Abstract: This is the title of a new research project financed by the Norwegian Research Council’s VRI-programme. Its aim is to stimulate the development of regional cultural industries in close collaborations with universities and other research institutions.
The main goal of the research project is to find out how small films and animations can be used to stimulate kindergarten children and teachers to use/learn New Norwegian, the minority written language in Norway used by app. 20% of the total population. The project started in November 2008 but we have already started the production of small animations. At the SAS conference I would like to present the work we have done by July 2009.
Biographical Statement: Gunnar Strøm (born 1955), Associate Professor at Volda University College, Norway, has published books and articles on animation, documentaries and music videos. He is a former Secretary General and Vice President of ASIFA International. In addition, he has programmed and served on juries for film festivals worldwide.

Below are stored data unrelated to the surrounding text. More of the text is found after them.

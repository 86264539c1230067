//! Durable upload queue
//!
//! Locally stored artifacts wait here until the backend confirms them.
//! Entries for one device are attempted in enqueue order; devices proceed
//! independently.

pub mod error;
pub mod types;
pub mod upload;

pub use error::{QueueError, QueueResult};
pub use types::{ProcessReport, QueueStats, UploadQueueEntry};
pub use upload::UploadQueue;
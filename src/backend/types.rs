use crate::backend::error::{BackendError, BackendResult};
use crate::device::UploadContext;
use crate::session::ConnectionStatus;
use bytes::Bytes;
use chrono::{DateTime, Utc};
use serde::{Deserialize, Serialize};
use serde_json::Value;

#[derive(Debug, Clone, PartialEq, Eq, Serialize, Deserialize)]
pub struct BleStatus {
    pub status: ConnectionStatus,
    pub error: Option<String>,
    pub timestamp: DateTime<Utc>,
}

impl BleStatus {
    pub fn new(status: ConnectionStatus) -> Self {
        Self {
            status,
            error: None,
            timestamp: Utc::now(),
        }
    }

    pub fn failed(error: impl Into<String>) -> Self {
        Self {
            status: ConnectionStatus::Error,
            error: Some(error.into()),
            timestamp: Utc::now(),
        }
    }
}

#[derive(Debug, Clone)]
pub struct UploadRequest {
    pub context: UploadContext,
    pub campaign_id: u64,
    pub file_name: String,
    pub data: Bytes,
}

#[derive(Debug, Clone, PartialEq, Eq, Serialize, Deserialize)]
pub struct UploadReceipt {
    /// Backend-side id of the stored file, when the response carries one
    pub remote_id: Option<String>,
}

/// Interpret an upload response body.
///
/// Rules: an explicit `"success": false` (or `"ok": false`) is a rejection,
/// with `message`/`error` as the reason. The remote id comes from `id`,
/// then `file_id`/`fileId`, then `file.id`, then `data.id`; ids may be
/// numbers or strings. An empty body counts as accepted without an id.
pub fn parse_upload_response(body: &str) -> BackendResult<UploadReceipt> {
    if body.trim().is_empty() {
        return Ok(UploadReceipt { remote_id: None });
    }

    let value: Value = serde_json::from_str(body)?;
    if !value.is_object() {
        return Err(BackendError::InvalidResponse(format!(
            "expected an object, got {body}"
        )));
    }

    let flagged_failure = ["success", "ok"]
        .iter()
        .filter_map(|key| value.get(*key).and_then(Value::as_bool))
        .any(|flag| !flag);
    if flagged_failure {
        let reason = ["message", "error"]
            .iter()
            .filter_map(|key| value.get(*key).and_then(Value::as_str))
            .next()
            .unwrap_or("no reason given");
        return Err(BackendError::Rejected(reason.to_string()));
    }

    let candidates = [
        value.get("id"),
        value.get("file_id"),
        value.get("fileId"),
        value.get("file").and_then(|f| f.get("id")),
        value.get("data").and_then(|d| d.get("id")),
    ];
    let remote_id = candidates.into_iter().flatten().find_map(|v| match v {
        Value::String(s) if !s.is_empty() => Some(s.clone()),
        Value::Number(n) => Some(n.to_string()),
        _ => None,
    });

    Ok(UploadReceipt { remote_id })
}
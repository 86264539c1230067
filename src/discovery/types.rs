use crate::device::{DeviceIdentity, HardwareAddress};
use chrono::{DateTime, Utc};
use serde::{Deserialize, Serialize};
use std::time::Duration;

#[derive(Debug, Clone)]
pub struct ScanOptions {
    pub timeout: Duration,
    /// Drop advertisements that do not resolve to a known device
    pub only_known_addresses: bool,
    /// Re-emit every advertisement instead of keeping the strongest per address
    pub allow_duplicates: bool,
}

impl Default for ScanOptions {
    fn default() -> Self {
        Self {
            timeout: Duration::from_secs(30),
            only_known_addresses: false,
            allow_duplicates: false,
        }
    }
}

impl ScanOptions {
    pub fn known_only(timeout: Duration) -> Self {
        Self {
            timeout,
            only_known_addresses: true,
            allow_duplicates: false,
        }
    }
}

#[derive(Debug, Clone, PartialEq, Eq, Serialize, Deserialize)]
pub struct DiscoveryResult {
    /// Address as advertised (or recovered from the advertised name)
    pub address: HardwareAddress,
    pub name: Option<String>,
    pub rssi: i16,
    pub seen_at: DateTime<Utc>,
    pub device: Option<DeviceIdentity>,
}

impl DiscoveryResult {
    pub fn is_known(&self) -> bool {
        self.device.is_some()
    }
}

Abstract: This paper will look at the ways animation was promoted and “taught” in a range of British children’s television programmes, from the mid-1960s to the mid-1990s. While Britain has a rich tradition of animated TV series, principally made for children, from the emergence of television in the 1950s through to the present day, it was series like Vision On, Clapperboard, Rolf’s Cartoon Time and Stay Tooned which offered a practical, critical and progressive discourse about the effectiveness of animation as an art, educating children (and adults) about the meaning and affect of cartoons, influencing many later practitioners and critics.